3rd Grade Students Enjoy Gift of Dictionaries, Rotarians Enjoy Presenting!
The two Rotary clubs of Detroit Lakes presented Dictionaries to over four hundred 3rd Grade Students in DL, Audubon-Lake Park, Waubun-Ogema-White Earth, & Frazee-Vergas in early November.  This program has been one of the local Rotary service projects for the past 8 years. 
 
The Dictionaries Project goal is to assist all students in becoming good writers, active readers, creative thinkers, and resourceful learners.  The Project helps the kids develop a passion for learning with a book of their very own. Dictionaries provided to the 3rd grade area students are so much more than a place to look up words or learn how to spell a word. They contain information on all of the US Presidents, the Fifty States, Planets and Solar System, sign language and so much more. 

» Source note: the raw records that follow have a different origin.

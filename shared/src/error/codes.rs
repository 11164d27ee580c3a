//! Unified error codes
//!
//! Error codes are organized by category:
//! - 0xxx: General errors
//! - 4xxx: Order errors
//! - 6xxx: Catalog errors
//! - 7xxx: Testimonial errors
//! - 9xxx: System errors

use serde::{Deserialize, Serialize};
use std::fmt;

/// Unified error code enum
///
/// Serialized as a plain `u16` so clients can branch on it without parsing
/// the human-readable message.
#[derive(Debug, Clone, Copy, PartialEq, Eq, Hash, Serialize, Deserialize)]
#[serde(into = "u16", try_from = "u16")]
#[repr(u16)]
pub enum ErrorCode {
    // ==================== 0xxx: General ====================
    /// Operation completed successfully
    Success = 0,
    /// Unknown error
    Unknown = 1,
    /// Validation failed
    ValidationFailed = 2,
    /// Resource not found
    NotFound = 3,
    /// Resource already exists
    AlreadyExists = 4,
    /// Invalid request
    InvalidRequest = 5,
    /// Invalid format
    InvalidFormat = 6,
    /// Required field missing
    RequiredField = 7,
    /// Value out of range
    ValueOutOfRange = 8,

    // ==================== 4xxx: Order ====================
    /// Order not found
    OrderNotFound = 4001,
    /// Order has no items
    OrderItemsRequired = 4002,
    /// Order is already cancelled
    OrderAlreadyCancelled = 4003,
    /// Status value is not one of the known statuses
    InvalidOrderStatus = 4004,
    /// Cancelled orders cannot move to another status
    OrderCancelledTerminal = 4005,
    /// Line item quantity must be at least 1
    InvalidItemQuantity = 4006,
    /// Delivery price must not be negative
    InvalidDeliveryPrice = 4007,
    /// Line item references a product that does not exist
    OrderItemProductNotFound = 4008,

    // ==================== 6xxx: Catalog ====================
    /// Product not found
    ProductNotFound = 6001,
    /// Product is not active
    ProductInactive = 6002,
    /// Not enough stock for the requested quantity
    InsufficientStock = 6003,
    /// Requested size is not offered for the product
    InvalidSize = 6004,
    /// Stock quantity is invalid
    InvalidQuantity = 6005,
    /// Category not found
    CategoryNotFound = 6101,
    /// Image could not be uploaded
    ImageUploadFailed = 6201,
    /// Image payload is not a base64 data URL
    InvalidImage = 6202,

    // ==================== 7xxx: Testimonial ====================
    /// Testimonial not found
    TestimonialNotFound = 7001,

    // ==================== 9xxx: System ====================
    /// Internal server error
    InternalError = 9001,
    /// Database error
    DatabaseError = 9002,
    /// Image hosting service error
    ImageServiceError = 9003,
    /// Configuration error
    ConfigError = 9004,
    /// Operation timed out
    TimeoutError = 9005,
}

impl ErrorCode {
    /// Get the numeric code value
    #[inline]
    pub const fn code(&self) -> u16 {
        *self as u16
    }

    /// Check if this is a success code
    #[inline]
    pub const fn is_success(&self) -> bool {
        matches!(self, ErrorCode::Success)
    }

    /// Get the developer-facing English message for this error code
    pub const fn message(&self) -> &'static str {
        match self {
            // General
            ErrorCode::Success => "Operation completed successfully",
            ErrorCode::Unknown => "An unknown error occurred",
            ErrorCode::ValidationFailed => "Validation failed",
            ErrorCode::NotFound => "Resource not found",
            ErrorCode::AlreadyExists => "Resource already exists",
            ErrorCode::InvalidRequest => "Invalid request",
            ErrorCode::InvalidFormat => "Invalid format",
            ErrorCode::RequiredField => "Required field is missing",
            ErrorCode::ValueOutOfRange => "Value is out of range",

            // Order
            ErrorCode::OrderNotFound => "Order not found",
            ErrorCode::OrderItemsRequired => "Order items are required",
            ErrorCode::OrderAlreadyCancelled => "Order is already cancelled",
            ErrorCode::InvalidOrderStatus => "Invalid order status",
            ErrorCode::OrderCancelledTerminal => "Cancelled orders cannot change status",
            ErrorCode::InvalidItemQuantity => "Item quantity must be at least 1",
            ErrorCode::InvalidDeliveryPrice => "Delivery price must not be negative",
            ErrorCode::OrderItemProductNotFound => "Order item references an unknown product",

            // Catalog
            ErrorCode::ProductNotFound => "Product not found",
            ErrorCode::ProductInactive => "Product is not available",
            ErrorCode::InsufficientStock => "Insufficient stock",
            ErrorCode::InvalidSize => "Invalid size for product",
            ErrorCode::InvalidQuantity => "Invalid stock quantity",
            ErrorCode::CategoryNotFound => "Category not found",
            ErrorCode::ImageUploadFailed => "Failed to upload images",
            ErrorCode::InvalidImage => "Invalid base64 image format",

            // Testimonial
            ErrorCode::TestimonialNotFound => "Testimonial not found",

            // System
            ErrorCode::InternalError => "Internal server error",
            ErrorCode::DatabaseError => "Database error",
            ErrorCode::ImageServiceError => "Image service error",
            ErrorCode::ConfigError => "Configuration error",
            ErrorCode::TimeoutError => "Operation timed out",
        }
    }
}

impl From<ErrorCode> for u16 {
    #[inline]
    fn from(code: ErrorCode) -> Self {
        code.code()
    }
}

/// Error when converting from an invalid u16 to ErrorCode
#[derive(Debug, Clone, Copy, PartialEq, Eq)]
pub struct InvalidErrorCode(pub u16);

impl fmt::Display for InvalidErrorCode {
    fn fmt(&self, f: &mut fmt::Formatter<'_>) -> fmt::Result {
        write!(f, "invalid error code: {}", self.0)
    }
}

impl std::error::Error for InvalidErrorCode {}

impl TryFrom<u16> for ErrorCode {
    type Error = InvalidErrorCode;

    fn try_from(value: u16) -> Result<Self, Self::Error> {
        match value {
            // General
            0 => Ok(ErrorCode::Success),
            1 => Ok(ErrorCode::Unknown),
            2 => Ok(ErrorCode::ValidationFailed),
            3 => Ok(ErrorCode::NotFound),
            4 => Ok(ErrorCode::AlreadyExists),
            5 => Ok(ErrorCode::InvalidRequest),
            6 => Ok(ErrorCode::InvalidFormat),
            7 => Ok(ErrorCode::RequiredField),
            8 => Ok(ErrorCode::ValueOutOfRange),

            // Order
            4001 => Ok(ErrorCode::OrderNotFound),
            4002 => Ok(ErrorCode::OrderItemsRequired),
            4003 => Ok(ErrorCode::OrderAlreadyCancelled),
            4004 => Ok(ErrorCode::InvalidOrderStatus),
            4005 => Ok(ErrorCode::OrderCancelledTerminal),
            4006 => Ok(ErrorCode::InvalidItemQuantity),
            4007 => Ok(ErrorCode::InvalidDeliveryPrice),
            4008 => Ok(ErrorCode::OrderItemProductNotFound),

            // Catalog
            6001 => Ok(ErrorCode::ProductNotFound),
            6002 => Ok(ErrorCode::ProductInactive),
            6003 => Ok(ErrorCode::InsufficientStock),
            6004 => Ok(ErrorCode::InvalidSize),
            6005 => Ok(ErrorCode::InvalidQuantity),
            6101 => Ok(ErrorCode::CategoryNotFound),
            6201 => Ok(ErrorCode::ImageUploadFailed),
            6202 => Ok(ErrorCode::InvalidImage),

            // Testimonial
            7001 => Ok(ErrorCode::TestimonialNotFound),

            // System
            9001 => Ok(ErrorCode::InternalError),
            9002 => Ok(ErrorCode::DatabaseError),
            9003 => Ok(ErrorCode::ImageServiceError),
            9004 => Ok(ErrorCode::ConfigError),
            9005 => Ok(ErrorCode::TimeoutError),

            _ => Err(InvalidErrorCode(value)),
        }
    }
}

impl fmt::Display for ErrorCode {
    fn fmt(&self, f: &mut fmt::Formatter<'_>) -> fmt::Result {
        write!(f, "{}", self.code())
    }
}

The local efforts are being spearheaded by... 
The local efforts are being spearheaded by Mike Stearns (DL Breakfast Rotary) and Jessica Burhans (DL Noon Rotary), with assistance from a large number of additional members of each club.  The annual project is made possible with the support and involvement of 22 teachers from 7 different grade schools, in four school districts.
The young students are so excited when they receive them. Often times we hear “Do I really get to take this home”. “My brother or sister have one and now I get one of my very own”

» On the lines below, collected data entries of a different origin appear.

//! Database Module
//!
//! Embedded SurrealDB (RocksDB engine). Tables are schemaless; the schema
//! below only declares tables and indexes, and is applied on every start.

pub mod models;
pub mod repository;

use crate::utils::AppError;
use surrealdb::Surreal;
use surrealdb::engine::local::{Db, RocksDb};

/// Table and index definitions (idempotent)
const SCHEMA: &str = r#"
DEFINE TABLE IF NOT EXISTS category SCHEMALESS;
DEFINE TABLE IF NOT EXISTS product SCHEMALESS;
DEFINE INDEX IF NOT EXISTS product_category ON TABLE product FIELDS category;
DEFINE TABLE IF NOT EXISTS orders SCHEMALESS;
DEFINE INDEX IF NOT EXISTS order_number_unique ON TABLE orders FIELDS order_number UNIQUE;
DEFINE INDEX IF NOT EXISTS order_created_at ON TABLE orders FIELDS created_at;
DEFINE TABLE IF NOT EXISTS testimonial SCHEMALESS;
DEFINE TABLE IF NOT EXISTS counter SCHEMALESS;
"#;

/// Database service, owns the SurrealDB handle
#[derive(Clone)]
pub struct DbService {
    pub db: Surreal<Db>,
}

impl DbService {
    /// Open (or create) the database at `db_path` and apply the schema
    pub async fn new(db_path: &str, namespace: &str, database: &str) -> Result<Self, AppError> {
        let db = Surreal::new::<RocksDb>(db_path)
            .await
            .map_err(|e| AppError::database(format!("Failed to open database: {e}")))?;

        db.use_ns(namespace)
            .use_db(database)
            .await
            .map_err(|e| AppError::database(format!("Failed to select namespace: {e}")))?;

        let service = Self { db };
        service.apply_schema().await?;

        tracing::info!(path = %db_path, namespace, database, "Database ready");
        Ok(service)
    }

    async fn apply_schema(&self) -> Result<(), AppError> {
        self.db
            .query(SCHEMA)
            .await
            .and_then(|response| response.check())
            .map_err(|e| AppError::database(format!("Failed to apply schema: {e}")))?;
        Ok(())
    }

    /// Lightweight liveness probe
    pub async fn ping(&self) -> Result<(), AppError> {
        self.db
            .query("RETURN true")
            .await
            .and_then(|response| response.check())
            .map_err(|e| AppError::database(format!("Database unavailable: {e}")))?;
        Ok(())
    }
}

“This is the best gift ever. I can’t wait to use it” and “Do I have to wait until the end of the year to take it home?”
 
The idea for the Dictionary Project began in 1992 when Annie Plummer of Savannah, Georgia, gave 50 dictionaries to children who attended a school close to her home. Each year she continued to give this gift, raising money to help give more and more books so that in her lifetime she raised enough money to buy 17,000 dictionaries for children in Savannah. This was adopted and expanded by others to additional cities and other states.  Since 1995, over 31 million children have received dictionaries in communities throughout all 50 US states.

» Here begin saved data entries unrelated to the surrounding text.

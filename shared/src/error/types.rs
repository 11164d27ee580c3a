//! Error type and the JSON error body

use super::category::ErrorCategory;
use super::codes::ErrorCode;
use http::StatusCode;
use serde::{Deserialize, Serialize};
use serde_json::Value;
use std::collections::HashMap;
use thiserror::Error;

/// Application error with structured error code and details
///
/// Every failure that crosses the HTTP boundary ends up as an `AppError`:
/// - a machine-readable [`ErrorCode`]
/// - a human-readable message
/// - optional structured details (available/requested stock, valid sizes, ...)
#[derive(Debug, Clone, Error)]
#[error("{message}")]
pub struct AppError {
    /// The error code identifying the type of error
    pub code: ErrorCode,
    /// Human-readable error message
    pub message: String,
    /// Optional additional details
    pub details: Option<HashMap<String, Value>>,
}

impl AppError {
    /// Create a new error with the default message for the error code
    pub fn new(code: ErrorCode) -> Self {
        Self {
            message: code.message().to_string(),
            code,
            details: None,
        }
    }

    /// Create a new error with a custom message
    pub fn with_message(code: ErrorCode, message: impl Into<String>) -> Self {
        Self {
            code,
            message: message.into(),
            details: None,
        }
    }

    /// Add a detail entry to this error
    pub fn with_detail(mut self, key: impl Into<String>, value: impl Into<Value>) -> Self {
        self.details
            .get_or_insert_with(HashMap::new)
            .insert(key.into(), value.into());
        self
    }

    /// Get the HTTP status code for this error
    pub fn http_status(&self) -> StatusCode {
        self.code.http_status()
    }

    // ==================== Convenience constructors ====================

    /// Create a validation error
    pub fn validation(msg: impl Into<String>) -> Self {
        Self::with_message(ErrorCode::ValidationFailed, msg)
    }

    /// Create a not found error
    pub fn not_found(resource: impl Into<String>) -> Self {
        let r = resource.into();
        Self::with_message(ErrorCode::NotFound, format!("{} not found", r))
            .with_detail("resource", r)
    }

    /// Create an internal error
    pub fn internal(msg: impl Into<String>) -> Self {
        Self::with_message(ErrorCode::InternalError, msg)
    }

    /// Create a database error
    pub fn database(msg: impl Into<String>) -> Self {
        Self::with_message(ErrorCode::DatabaseError, msg)
    }

    /// Create an invalid request error
    pub fn invalid_request(msg: impl Into<String>) -> Self {
        Self::with_message(ErrorCode::InvalidRequest, msg)
    }
}

/// Type alias for Result with AppError
pub type AppResult<T> = Result<T, AppError>;

/// JSON body of every failed request
///
/// ```json
/// { "code": 6003, "message": "Insufficient stock for product: ...", "details": { ... } }
/// ```
#[derive(Debug, Clone, Serialize, Deserialize)]
pub struct ErrorBody {
    /// Machine-readable error code
    pub code: u16,
    /// Human-readable message
    pub message: String,
    /// Additional error details
    #[serde(default, skip_serializing_if = "Option::is_none")]
    pub details: Option<HashMap<String, Value>>,
}

impl From<&AppError> for ErrorBody {
    fn from(err: &AppError) -> Self {
        // System errors never leak their cause to the client
        if matches!(err.code.category(), ErrorCategory::System) {
            return Self {
                code: err.code.code(),
                message: err.code.message().to_string(),
                details: None,
            };
        }
        Self {
            code: err.code.code(),
            message: err.message.clone(),
            details: err.details.clone(),
        }
    }
}

// ===== Axum Integration =====

impl axum::response::IntoResponse for AppError {
    fn into_response(self) -> axum::response::Response {
        use axum::Json;

        let status = self.http_status();
        let body = ErrorBody::from(&self);

        if matches!(self.code.category(), ErrorCategory::System) {
            tracing::error!(
                code = %self.code,
                message = %self.message,
                "System error occurred"
            );
        }

        (status, Json(body)).into_response()
    }
}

The program is implemented in the third grade each year, since this is the age at which dictionary skills are usually taught. Educators describe third grade as the time when a student transitions from learning to read, to reading to learn. 
 
At one time Rotary discussed discontinuing this program because of the growth of using the internet and other  technology, but I truly think kids are so excited about a book, because their world revolves around technology”, commented Jessica.  Many of the teachers reinforced the need for the books, as one indicated: “the kids really love them, and they are very useful tools for the classroom”.  It turns out that there are also a number of students that do not have as frequent access to internet as do others, so a physical book can be very important to them.
 
As it turns out, the Rotarians are just as excited about handing out the dictionaries, as the kids are with receiving them.  As one Rotary member commented, “seeing the smiles on the kids’ faces when they realize the book is their very own, makes it a very rewarding experience for us all”.